● To do:
Set down all the lines below, each one exactly as shown.

● Records for the task:
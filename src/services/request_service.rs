//! Role-change requests: `pending -> approved | rejected`, and the user update an
//! approval implies.

use chrono::Utc;
use sea_orm::{
    ActiveModelTrait, ColumnTrait, Condition, DatabaseConnection, EntityTrait, QueryFilter,
    QueryOrder, Set, sea_query::Expr,
};
use uuid::Uuid;

use crate::{
    dto::requests::{CreateRoleRequest, TransitionOutcome, TransitionRequest},
    entity::{
        Requests, Users,
        requests::{ActiveModel as RequestActive, Column as RequestCol},
        users::Column as UserCol,
    },
    error::{AppError, AppResult},
    middleware::auth::AuthUser,
    models::{RequestStatus, Role, RoleRequest},
    response::{ApiResponse, Meta},
    routes::params::RequestQuery,
    saga::retry_step,
    services::fetch_page,
    state::AppState,
    validation::optional_text,
};

/// `CHEF-` followed by the current millisecond timestamp and four random digits.
pub fn generate_chef_id() -> String {
    let suffix = Uuid::new_v4().as_u128() % 10_000;
    format!("CHEF-{}{:04}", Utc::now().timestamp_millis(), suffix)
}

pub async fn create_request(
    state: &AppState,
    user: &AuthUser,
    payload: CreateRoleRequest,
) -> AppResult<ApiResponse<RoleRequest>> {
    let user_email = user.email_or(payload.user_email);

    let request = RequestActive {
        id: Set(Uuid::new_v4()),
        user_email: Set(user_email),
        user_name: Set(optional_text(payload.user_name)),
        request_type: Set(payload.request_type.as_str().to_string()),
        request_status: Set(RequestStatus::Pending.as_str().to_string()),
        request_time: Set(Utc::now().into()),
    }
    .insert(&state.orm)
    .await?;

    tracing::info!(
        request_id = %request.id,
        user_email = %request.user_email,
        request_type = %request.request_type,
        "role request created"
    );

    Ok(ApiResponse::success(
        "Request created",
        RoleRequest::from(request),
        Some(Meta::empty()),
    ))
}

pub async fn list_requests(
    state: &AppState,
    query: RequestQuery,
) -> AppResult<ApiResponse<Vec<RoleRequest>>> {
    let mut condition = Condition::all();
    if let Some(email) = query.user_email.as_ref().filter(|s| !s.is_empty()) {
        condition = condition.add(RequestCol::UserEmail.eq(email.clone()));
    }
    if let Some(status) = query.request_status.as_ref().filter(|s| !s.is_empty()) {
        condition = condition.add(RequestCol::RequestStatus.eq(status.clone()));
    }

    let finder = Requests::find()
        .filter(condition)
        .order_by_desc(RequestCol::RequestTime);

    let (items, meta) = fetch_page(&state.orm, finder, query.pagination()).await?;
    let requests = items.into_iter().map(RoleRequest::from).collect();

    Ok(ApiResponse::success("Requests", requests, Some(meta)))
}

pub async fn get_request(state: &AppState, id: Uuid) -> AppResult<ApiResponse<RoleRequest>> {
    let request = Requests::find_by_id(id)
        .one(&state.orm)
        .await?
        .ok_or(AppError::NotFound)?;
    Ok(ApiResponse::success(
        "Request",
        RoleRequest::from(request),
        Some(Meta::empty()),
    ))
}

pub async fn update_request(
    state: &AppState,
    user: &AuthUser,
    id: Uuid,
    payload: TransitionRequest,
) -> AppResult<ApiResponse<TransitionOutcome>> {
    let outcome = transition_request(&state.orm, id, payload.request_status).await?;

    tracing::info!(
        request_id = %id,
        actor = %user.email,
        request_status = outcome.request_status.as_str(),
        "role request transitioned"
    );

    Ok(ApiResponse::success(
        outcome.message.clone(),
        outcome,
        Some(Meta::empty()),
    ))
}

/// Move request `id` to `target` and, on approval, give the requesting user the
/// requested role.
///
/// The request row is updated first; the user update is a separate, retried
/// step. A terminal request can be transitioned again: nothing here guards
/// against re-processing, and concurrent transitions of the same id are not
/// serialized.
pub async fn transition_request(
    db: &DatabaseConnection,
    id: Uuid,
    target: RequestStatus,
) -> AppResult<TransitionOutcome> {
    if !target.is_terminal() {
        return Err(AppError::BadRequest(
            "requestStatus must be approved or rejected".into(),
        ));
    }

    let request = Requests::find_by_id(id)
        .one(db)
        .await?
        .ok_or(AppError::NotFound)?;

    if let Some(current) = RequestStatus::parse(&request.request_status).filter(|s| s.is_terminal())
    {
        tracing::warn!(
            request_id = %id,
            current = current.as_str(),
            target = target.as_str(),
            "request already processed, applying again"
        );
    }

    let updated = Requests::update_many()
        .col_expr(RequestCol::RequestStatus, Expr::value(target.as_str()))
        .filter(RequestCol::Id.eq(id))
        .exec(db)
        .await?;

    if target == RequestStatus::Approved {
        // Generated once so a retried step writes the same value.
        let chef_id = (request.request_type == Role::Chef.as_str()).then(generate_chef_id);
        let email = request.user_email.as_str();
        let role = request.request_type.as_str();
        let chef_id = chef_id.as_deref();

        let matched = retry_step("user_role", || apply_role(db, email, role, chef_id)).await?;
        if matched == 0 {
            tracing::warn!(request_id = %id, user_email = %email, "no user matches the request email");
        }
    }

    Ok(TransitionOutcome {
        modified_count: updated.rows_affected.min(1),
        request_status: target,
        message: format!("Request {}", target.as_str()),
    })
}

async fn apply_role(
    db: &DatabaseConnection,
    email: &str,
    role: &str,
    chef_id: Option<&str>,
) -> AppResult<u64> {
    let mut update = Users::update_many().col_expr(UserCol::Role, Expr::value(role));
    if let Some(chef_id) = chef_id {
        update = update.col_expr(UserCol::ChefId, Expr::value(chef_id));
    }
    let result = update.filter(UserCol::Email.eq(email)).exec(db).await?;
    Ok(result.rows_affected)
}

● Exercise result:
filename src/services/request_service.rs
//! Role-change requests: `pending -> approved | rejected`, and the user update an
//! approval implies.

use chrono::Utc;
use sea_orm::{
    ActiveModelTrait, ColumnTrait, Condition, DatabaseConnection, EntityTrait, QueryFilter,
    QueryOrder, Set, sea_query::Expr,
};
use uuid::Uuid;

use crate::{
    dto::requests::{CreateRoleRequest, TransitionOutcome, TransitionRequest},
    entity::{
        Requests, Users,
        requests::{ActiveModel as RequestActive, Column as RequestCol},
        users::Column as UserCol,
    },
    error::{AppError, AppResult},
    middleware::auth::AuthUser,
    models::{RequestStatus, Role, RoleRequest},
    response::{ApiResponse, Meta},
    routes::params::RequestQuery,
    saga::retry_step,
    services::fetch_page,
    state::AppState,
    validation::optional_text,
};

/// `CHEF-` followed by the current millisecond timestamp and four random digits.
pub fn generate_chef_id() -> String {
    let suffix = Uuid::new_v4().as_u128() % 10_000;
    format!("CHEF-{}{:04}", Utc::now().timestamp_millis(), suffix)
}

pub async fn create_request(
    state: &AppState,
    user: &AuthUser,
    payload: CreateRoleRequest,
) -> AppResult<ApiResponse<RoleRequest>> {
    let user_email = user.email_or(payload.user_email);

    let request = RequestActive {
        id: Set(Uuid::new_v4()),
        user_email: Set(user_email),
        user_name: Set(optional_text(payload.user_name)),
        request_type: Set(payload.request_type.as_str().to_string()),
        request_status: Set(RequestStatus::Pending.as_str().to_string()),
        request_time: Set(Utc::now().into()),
    }
    .insert(&state.orm)
    .await?;

    tracing::info!(
        request_id = %request.id,
        user_email = %request.user_email,
        request_type = %request.request_type,
        "role request created"
    );

    Ok(ApiResponse::success(
        "Request created",
        RoleRequest::from(request),
        Some(Meta::empty()),
    ))
}

pub async fn list_requests(
    state: &AppState,
    query: RequestQuery,
) -> AppResult<ApiResponse<Vec<RoleRequest>>> {
    let mut condition = Condition::all();
    if let Some(email) = query.user_email.as_ref().filter(|s| !s.is_empty()) {
        condition = condition.add(RequestCol::UserEmail.eq(email.clone()));
    }
    if let Some(status) = query.request_status.as_ref().filter(|s| !s.is_empty()) {
        condition = condition.add(RequestCol::RequestStatus.eq(status.clone()));
    }

    let finder = Requests::find()
        .filter(condition)
        .order_by_desc(RequestCol::RequestTime);

    let (items, meta) = fetch_page(&state.orm, finder, query.pagination()).await?;
    let requests = items.into_iter().map(RoleRequest::from).collect();

    Ok(ApiResponse::success("Requests", requests, Some(meta)))
}

pub async fn get_request(state: &AppState, id: Uuid) -> AppResult<ApiResponse<RoleRequest>> {
    let request = Requests::find_by_id(id)
        .one(&state.orm)
        .await?
        .ok_or(AppError::NotFound)?;
    Ok(ApiResponse::success(
        "Request",
        RoleRequest::from(request),
        Some(Meta::empty()),
    ))
}

pub async fn update_request(
    state: &AppState,
    user: &AuthUser,
    id: Uuid,
    payload: TransitionRequest,
) -> AppResult<ApiResponse<TransitionOutcome>> {
    let outcome = transition_request(&state.orm, id, payload.request_status).await?;

    tracing::info!(
        request_id = %id,
        actor = %user.email,
        request_status = outcome.request_status.as_str(),
        "role request transitioned"
    );

    Ok(ApiResponse::success(
        outcome.message.clone(),
        outcome,
        Some(Meta::empty()),
    ))
}

/// Move request `id` to `target` and, on approval, give the requesting user the
/// requested role.
///
/// The request row is updated first; the user update is a separate, retried
/// step. A terminal request can be transitioned again: nothing here guards
/// against re-processing, and concurrent transitions of the same id are not
/// serialized.
pub async fn transition_request(
    db: &DatabaseConnection,
    id: Uuid,
    target: RequestStatus,
) -> AppResult<TransitionOutcome> {
    if !target.is_terminal() {
        return Err(AppError::BadRequest(
            "requestStatus must be approved or rejected".into(),
        ));
    }

    let request = Requests::find_by_id(id)
        .one(db)
        .await?
        .ok_or(AppError::NotFound)?;

    if let Some(current) = RequestStatus::parse(&request.request_status).filter(|s| s.is_terminal())
    {
        tracing::warn!(
            request_id = %id,
            current = current.as_str(),
            target = target.as_str(),
            "request already processed, applying again"
        );
    }

    let updated = Requests::update_many()
        .col_expr(RequestCol::RequestStatus, Expr::value(target.as_str()))
        .filter(RequestCol::Id.eq(id))
        .exec(db)
        .await?;

    if target == RequestStatus::Approved {
        // Generated once so a retried step writes the same value.
        let chef_id = (request.request_type == Role::Chef.as_str()).then(generate_chef_id);
        let email = request.user_email.as_str();
        let role = request.request_type.as_str();
        let chef_id = chef_id.as_deref();

        let matched = retry_step("user_role", || apply_role(db, email, role, chef_id)).await?;
        if matched == 0 {
            tracing::warn!(request_id = %id, user_email = %email, "no user matches the request email");
        }
    }

    Ok(TransitionOutcome {
        modified_count: updated.rows_affected.min(1),
        request_status: target,
        message: format!("Request {}", target.as_str()),
    })
}

async fn apply_role(
    db: &DatabaseConnection,
    email: &str,
    role: &str,
    chef_id: Option<&str>,
) -> AppResult<u64> {
    let mut update = Users::update_many().col_expr(UserCol::Role, Expr::value(role));
    if let Some(chef_id) = chef_id {
        update = update.col_expr(UserCol::ChefId, Expr::value(chef_id));
    }
    let result = update.filter(UserCol::Email.eq(email)).exec(db).await?;
    Ok(result.rows_affected)
}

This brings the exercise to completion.